The exercise asks you to copy every line below in which "flags" appears.

Extracted data entries:
··········

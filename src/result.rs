//! Round and game result types.

use alloc::string::String;
use alloc::vec::Vec;
use core::fmt;

use crate::card::Card;
use crate::score::Scoreboard;

/// The cards one player received in a round.
#[derive(Debug, Clone, PartialEq, Eq)]
pub struct Deal {
    /// The player's name.
    pub player: String,
    /// The cards dealt, top card first.
    pub hand: Vec<Card>,
    /// The card the player revealed. For a cheater this may not be in `hand`.
    pub strongest: Card,
}

impl fmt::Display for Deal {
    fn fmt(&self, f: &mut fmt::Formatter<'_>) -> fmt::Result {
        write!(f, "player {} is dealt: [", self.player)?;
        for (i, card) in self.hand.iter().enumerate() {
            if i > 0 {
                f.write_str(", ")?;
            }
            write!(f, "{card}")?;
        }
        f.write_str("]")
    }
}

/// Result of a single round.
#[derive(Debug, Clone, PartialEq, Eq)]
pub struct RoundResult {
    /// Round number, starting at 1.
    pub round: usize,
    /// One deal per player, in seating order.
    pub deals: Vec<Deal>,
    /// Name of the round winner.
    pub winner: String,
    /// The card that won the round.
    pub winning_card: Card,
}

impl fmt::Display for RoundResult {
    fn fmt(&self, f: &mut fmt::Formatter<'_>) -> fmt::Result {
        for deal in &self.deals {
            writeln!(f, "{deal}")?;
        }
        writeln!(f, "PLAYER {} WINS THIS ROUND", self.winner)?;
        writeln!(f)
    }
}

/// Result of a finished game.
#[derive(Debug, Clone, PartialEq, Eq)]
pub struct GameResult {
    /// Number of rounds played.
    pub rounds: usize,
    /// Name of the overall winner.
    pub winner: String,
    /// Final scores.
    pub scores: Scoreboard,
}

impl fmt::Display for GameResult {
    fn fmt(&self, f: &mut fmt::Formatter<'_>) -> fmt::Result {
        writeln!(f)?;
        writeln!(f)?;
        writeln!(f, "Player {} won the game", self.winner)
    }
}
//! Command-line high-card game.

use core::fmt;
use core::time::Duration;
use std::io::{self, Write as _};
use std::time::{SystemTime, UNIX_EPOCH};

use anyhow::{Context, bail};
use clap::Parser;
use highcard::{Deck, Game, GameOptions, Player, Sleep};
use rand::{Rng, SeedableRng};
use rand_chacha::ChaCha8Rng;

const PLAYER_NAMES: [&str; 3] = ["Alice", "Bob", "Karim"];

/// Deals a shuffled deck to Alice, Bob and Karim until it runs out.
#[derive(Debug, Parser)]
#[command(name = "highcard", version, about)]
struct Cli {
    /// Seed for the deck and cheaters. Defaults to the current time.
    #[arg(long)]
    seed: Option<u64>,

    /// Seconds to pause between rounds.
    #[arg(long, default_value_t = 6)]
    delay: u64,

    /// Make the named player a cheater. Can be repeated.
    #[arg(long = "cheat", value_name = "NAME")]
    cheaters: Vec<String>,

    /// Enable debug logging on stderr.
    #[arg(long)]
    debug: bool,
}

/// Writes game text straight to stdout, flushing so each line shows up
/// before the pause between rounds.
struct StdoutWriter(io::Stdout);

impl fmt::Write for StdoutWriter {
    fn write_str(&mut self, s: &str) -> fmt::Result {
        self.0
            .write_all(s.as_bytes())
            .and_then(|()| self.0.flush())
            .map_err(|_| fmt::Error)
    }
}

fn main() -> anyhow::Result<()> {
    let cli = Cli::parse();

    let log_filter = if cli.debug { "highcard=debug" } else { "warn" };
    let env_filter = tracing_subscriber::EnvFilter::try_from_default_env()
        .unwrap_or_else(|_| tracing_subscriber::EnvFilter::new(log_filter));
    tracing_subscriber::fmt()
        .with_env_filter(env_filter)
        .with_writer(io::stderr)
        .with_target(cli.debug)
        .init();

    for name in &cli.cheaters {
        if !PLAYER_NAMES.contains(&name.as_str()) {
            bail!("unknown player '{name}', expected one of {PLAYER_NAMES:?}");
        }
    }

    let seed = cli.seed.unwrap_or_else(|| {
        SystemTime::now()
            .duration_since(UNIX_EPOCH)
            .unwrap_or_default()
            .as_secs()
    });
    tracing::debug!(seed, "seeding game");
    let mut rng = ChaCha8Rng::seed_from_u64(seed);

    let players: Vec<Player> = PLAYER_NAMES
        .iter()
        .map(|&name| {
            if cli.cheaters.iter().any(|c| c == name) {
                Player::cheater(name, rng.random())
            } else {
                Player::new(name)
            }
        })
        .collect();

    let mut deck = Deck::new();
    deck.shuffle(&mut rng);

    let options = GameOptions::default().with_round_delay(Duration::from_secs(cli.delay));
    let mut game = Game::new(&players, deck, options).context("setting up game")?;

    game.play(&mut StdoutWriter(io::stdout()), Sleep)
        .context("playing game")?;

    Ok(())
}
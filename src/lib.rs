//! release-feed — keeps music-release feeds in sync for any number of
//! display consumers.
//!
//! ## Architecture overview
//!
//! ```text
//!             ┌────────────┐ get_or_create ┌──────────────┐  RawRecord  ┌──────────┐
//!  Register ─►│  poll::Hub │ ────────────► │  registry    │ ──────────► │  item    │
//!             │ (one loop) │               │  └ fetcher   │ ◄────────── │normalize │
//!             └────────────┘               └──────────────┘    Item     └──────────┘
//!                   │ ItemsAvailable              ▲ FetchRequest / bytes
//!                   ▼                             │
//!             ┌────────────┐               ┌──────────────┐
//!             │ aggregate  │               │  source/     │
//!             │ (per view) │               │ http + rss   │
//!             └────────────┘               └──────────────┘
//!                   │ ConsumerEvent
//!                   ▼
//!               display
//! ```
//!
//! * **`source/`** — collaborator seams: transport, decoding, feed parser.
//! * **`item`** — the canonical [`Item`](item::Item) and the normalizer.
//! * **`fetcher`** — per-source fetch/parse/reschedule state machine.
//! * **`registry`** — one shared fetcher per resolved endpoint.
//! * **`aggregate`** — per-consumer merge, filter, cap and delta.
//! * **`poll`** — the event loop tying the above together.
//! * **`config`** — consumer options from flags or JSON.

pub mod aggregate;
pub mod config;
pub mod error;
pub mod fetcher;
pub mod item;
pub mod poll;
pub mod registry;
pub mod source;

pub use aggregate::{Aggregation, ConsumerView, FilterPolicy};
pub use config::{Cli, ConsumerConfig};
pub use error::{FeedError, TransportError};
pub use fetcher::{FetchState, Scheduler, SourceFetcher, TimerId};
pub use item::{normalize, Item, Rejection};
pub use poll::{ConsumerEvent, Hub, HubHandle, LoopEvent};
pub use registry::SourceRegistry;
pub use source::{HttpTransport, RawRecord, RecordParser, RssParser, Transport};
//! Error kinds surfaced by the synchronization core.
//!
//! Fetch-cycle failures are never fatal: a fetcher reports them to its
//! observers and reschedules.  Per-record problems are not errors at all at
//! this level; see [`crate::item::Rejection`].

use thiserror::Error;

/// Coarse classification of a network-layer failure.
#[derive(Debug, Clone, PartialEq, Eq, Error)]
pub enum TransportError {
    #[error("request timed out")]
    Timeout,

    #[error("host unreachable: {0}")]
    Unreachable(String),

    #[error("unauthorized")]
    Unauthorized,

    #[error("unexpected HTTP status {0}")]
    BadStatus(u16),

    #[error("transport failure: {0}")]
    Other(String),
}

impl TransportError {
    /// Classify a non-success HTTP status code.
    pub fn from_status(status: u16) -> Self {
        match status {
            401 | 403 => Self::Unauthorized,
            other => Self::BadStatus(other),
        }
    }
}

/// Errors reported to consumers.
#[derive(Debug, Clone, PartialEq, Eq, Error)]
pub enum FeedError {
    /// The resolved source URL failed validation; no fetcher was created.
    #[error("malformed feed url {url}: {reason}")]
    MalformedEndpoint { url: String, reason: String },

    #[error("could not fetch feed: {0}")]
    Transport(#[from] TransportError),

    /// The document could not be parsed as a feed at all.
    #[error("could not parse feed: {0}")]
    Parse(String),
}

impl FeedError {
    /// Message key the presentation layer localizes.
    pub fn error_type(&self) -> &'static str {
        match self {
            Self::MalformedEndpoint { .. } => "MODULE_ERROR_MALFORMED_URL",
            Self::Transport(TransportError::Timeout | TransportError::Unreachable(_)) => {
                "MODULE_ERROR_NO_CONNECTION"
            }
            Self::Transport(TransportError::Unauthorized) => "MODULE_ERROR_UNAUTHORIZED",
            Self::Transport(_) | Self::Parse(_) => "MODULE_ERROR_UNSPECIFIED",
        }
    }
}

// ---------------------------------------------------------------------------
// Tests
// ---------------------------------------------------------------------------
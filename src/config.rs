//! Consumer configuration from the command line or a JSON file.
//!
//! JSON keys use the same camelCase option names as the display module
//! (`feedToken`, `reloadInterval`, `maxNewsItems`, ...).  Omitted keys take
//! the defaults below.

use std::path::{Path, PathBuf};
use std::time::Duration;

use anyhow::{Context, Result};
use clap::{ArgAction, Args, Parser};
use serde::Deserialize;

use crate::aggregate::FilterPolicy;
use crate::fetcher::SourceSettings;
use crate::item::DEFAULT_ARTWORK_SIZE;
use crate::registry::{SourceRequest, DEFAULT_FEED_URL_TEMPLATE};
use crate::source::DEFAULT_ENCODING;

pub const DEFAULT_RELOAD_INTERVAL_MS: u64 = 60 * 60 * 1000;
pub const DEFAULT_MAX_AGE_MS: u64 = 7 * 24 * 60 * 60 * 1000;

#[derive(Debug, Parser)]
#[command(
    name = "release-feed",
    version,
    about = "Poll MusicButler release feeds and print new releases as they appear"
)]
pub struct Cli {
    /// JSON file holding an array of consumer configurations.
    ///
    /// When given, the per-consumer flags below are ignored.
    #[arg(long, short)]
    pub config: Option<PathBuf>,

    #[command(flatten)]
    pub consumer: ConsumerConfig,
}

/// Everything one consumer can configure.
#[derive(Debug, Clone, PartialEq, Eq, Args, Deserialize)]
#[serde(default, rename_all = "camelCase")]
pub struct ConsumerConfig {
    /// Label used in logs and events.
    #[arg(long)]
    pub name: Option<String>,

    /// Private token of the MusicButler feed.
    #[arg(long, default_value = "")]
    pub feed_token: String,

    /// Feed URL with `{token}` where the token goes.
    #[arg(long, default_value = DEFAULT_FEED_URL_TEMPLATE)]
    pub feed_url_template: String,

    /// Character encoding of the feed body.
    #[arg(long, default_value = DEFAULT_ENCODING)]
    pub encoding: String,

    /// Milliseconds between fetches (minimum 1000).
    #[arg(long, default_value_t = DEFAULT_RELOAD_INTERVAL_MS)]
    pub reload_interval: u64,

    /// Edge length in pixels of the requested cover art.
    #[arg(long, default_value_t = DEFAULT_ARTWORK_SIZE)]
    pub album_art_size: u32,

    /// Maximum items to show; 0 shows everything.
    #[arg(long, default_value_t = 0)]
    pub max_news_items: usize,

    /// Hide releases older than `--ignore-older-than`.
    #[arg(long)]
    pub ignore_old_items: bool,

    /// Age cutoff in milliseconds.
    #[arg(long, default_value_t = DEFAULT_MAX_AGE_MS)]
    pub ignore_older_than: u64,

    /// Log every feed entry that could not be parsed.
    #[arg(long)]
    pub log_feed_warnings: bool,

    /// Emit update events for newly seen releases.
    #[arg(long, default_value_t = true, action = ArgAction::Set)]
    pub broadcast_releases_updates: bool,
}

impl Default for ConsumerConfig {
    fn default() -> Self {
        Self {
            name: None,
            feed_token: String::new(),
            feed_url_template: DEFAULT_FEED_URL_TEMPLATE.to_string(),
            encoding: DEFAULT_ENCODING.to_string(),
            reload_interval: DEFAULT_RELOAD_INTERVAL_MS,
            album_art_size: DEFAULT_ARTWORK_SIZE,
            max_news_items: 0,
            ignore_old_items: false,
            ignore_older_than: DEFAULT_MAX_AGE_MS,
            log_feed_warnings: false,
            broadcast_releases_updates: true,
        }
    }
}

impl ConsumerConfig {
    /// The source this consumer asks the registry for.
    pub fn source_request(&self) -> SourceRequest {
        SourceRequest {
            url_template: self.feed_url_template.clone(),
            token: self.feed_token.clone(),
            settings: SourceSettings {
                url: String::new(),
                reload_interval: Duration::from_millis(self.reload_interval),
                encoding: self.encoding.clone(),
                log_rejections: self.log_feed_warnings,
                artwork_size: self.album_art_size,
            },
        }
    }

    pub fn filter_policy(&self) -> FilterPolicy {
        FilterPolicy {
            max_items: self.max_news_items,
            ignore_old_items: self.ignore_old_items,
            max_age_ms: self.ignore_older_than,
            broadcast_updates: self.broadcast_releases_updates,
        }
    }
}

/// Parse a JSON array of consumer configurations.
pub fn parse_consumers(json: &str) -> Result<Vec<ConsumerConfig>> {
    serde_json::from_str(json).context("invalid consumer configuration")
}

/// Read consumer configurations from a JSON file.
pub fn load_consumers(path: &Path) -> Result<Vec<ConsumerConfig>> {
    let json = std::fs::read_to_string(path)
        .with_context(|| format!("reading {}", path.display()))?;
    parse_consumers(&json).with_context(|| format!("parsing {}", path.display()))
}

impl Cli {
    /// Consumers to register: the config file's, or the single one from flags.
    pub fn consumers(&self) -> Result<Vec<ConsumerConfig>> {
        match &self.config {
            Some(path) => load_consumers(path),
            None => Ok(vec![self.consumer.clone()]),
        }
    }
}

// ---------------------------------------------------------------------------
// Tests
// ---------------------------------------------------------------------------
//! release-feed command-line entry point.
//!
//! Registers every configured consumer with the event loop and prints the
//! resulting consumer events, standing in for a real display layer.

use anyhow::{Context, Result};
use clap::Parser;
use tracing::{info, warn};
use tracing_subscriber::layer::SubscriberExt;
use tracing_subscriber::util::SubscriberInitExt;
use tracing_subscriber::EnvFilter;

use release_feed::config::Cli;
use release_feed::poll::{self, ConsumerEvent};
use release_feed::source::{HttpTransport, RssParser};

#[tokio::main(flavor = "current_thread")]
async fn main() -> Result<()> {
    let cli = Cli::parse();

    tracing_subscriber::registry()
        .with(EnvFilter::try_from_default_env().unwrap_or_else(|_| "info".into()))
        .with(tracing_subscriber::fmt::layer())
        .init();

    let consumers = cli.consumers()?;
    let transport = HttpTransport::new().context("building HTTP client")?;
    let (hub, mut events) = poll::spawn(transport, Box::new(RssParser));

    for consumer in consumers {
        info!(consumer = ?consumer.name, "registering consumer");
        if !hub.register(consumer) {
            anyhow::bail!("event loop stopped before registration");
        }
    }

    while let Some(event) = events.recv().await {
        match event {
            ConsumerEvent::ItemsUpdated { consumer, items } => {
                println!("[{consumer}] {} releases", items.len());
                for item in &items {
                    println!(
                        "  {}  {}  {}",
                        item.published_at.format("%Y-%m-%d"),
                        item.title,
                        item.url
                    );
                }
            }
            ConsumerEvent::UpdateDelta { consumer, items } => {
                for item in &items {
                    println!("[{consumer}] new: {}", item.title);
                }
            }
            ConsumerEvent::Error {
                consumer,
                error_type,
                error,
            } => {
                warn!(%consumer, error_type, %error, "feed error");
            }
        }
    }

    Ok(())
}
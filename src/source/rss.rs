//! RSS parser collaborator.
//!
//! Wraps the [`rss`] crate and lifts each `<item>` into a [`RawRecord`]
//! without judging its contents.  Use it as a template when adding support
//! for Atom, JSON Feed, or any other format.

use crate::error::FeedError;

use super::{RawRecord, RecordParser};

/// Parses RSS 2.0 documents using the [`rss`] crate.
#[derive(Debug, Clone, Copy, Default)]
pub struct RssParser;

impl RssParser {
    /// Lift every item of an already-parsed [`rss::Channel`] into a
    /// [`RawRecord`].
    ///
    /// This is a pure function (no I/O) so that tests can exercise the
    /// field mapping without a document round-trip.
    pub fn parse_channel(channel: &rss::Channel) -> Vec<RawRecord> {
        channel.items().iter().map(Self::parse_item).collect()
    }

    fn parse_item(item: &rss::Item) -> RawRecord {
        RawRecord {
            title: item.title().map(String::from),
            pub_date: item.pub_date().map(String::from),
            published: atom_value(item, "published"),
            updated: atom_value(item, "updated"),
            dc_date: item
                .dublin_core_ext()
                .and_then(|dc| dc.dates().first())
                .cloned(),
            url: item
                .guid()
                .filter(|guid| guid.is_permalink() && guid.value().starts_with("http"))
                .map(|guid| guid.value().to_string()),
            link: item.link().map(String::from),
            enclosure_url: item.enclosure().map(|e| e.url().to_string()),
        }
    }
}

/// Read `<atom:{name}>` from an item's extension map, if the feed declared it.
fn atom_value(item: &rss::Item, name: &str) -> Option<String> {
    item.extensions()
        .get("atom")
        .and_then(|elements| elements.get(name))
        .and_then(|values| values.first())
        .and_then(|ext| ext.value())
        .map(String::from)
}

impl RecordParser for RssParser {
    fn parse(&self, text: &str) -> Result<Vec<RawRecord>, FeedError> {
        let channel = rss::Channel::read_from(text.as_bytes())
            .map_err(|e| FeedError::Parse(e.to_string()))?;
        Ok(Self::parse_channel(&channel))
    }
}

// ---------------------------------------------------------------------------
// Tests
// ---------------------------------------------------------------------------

··········

### Expected output
//! * **`config`** — consumer options from flags or JSON.
    /// When given, the per-consumer flags below are ignored.
    /// Consumers to register: the config file's, or the single one from flags.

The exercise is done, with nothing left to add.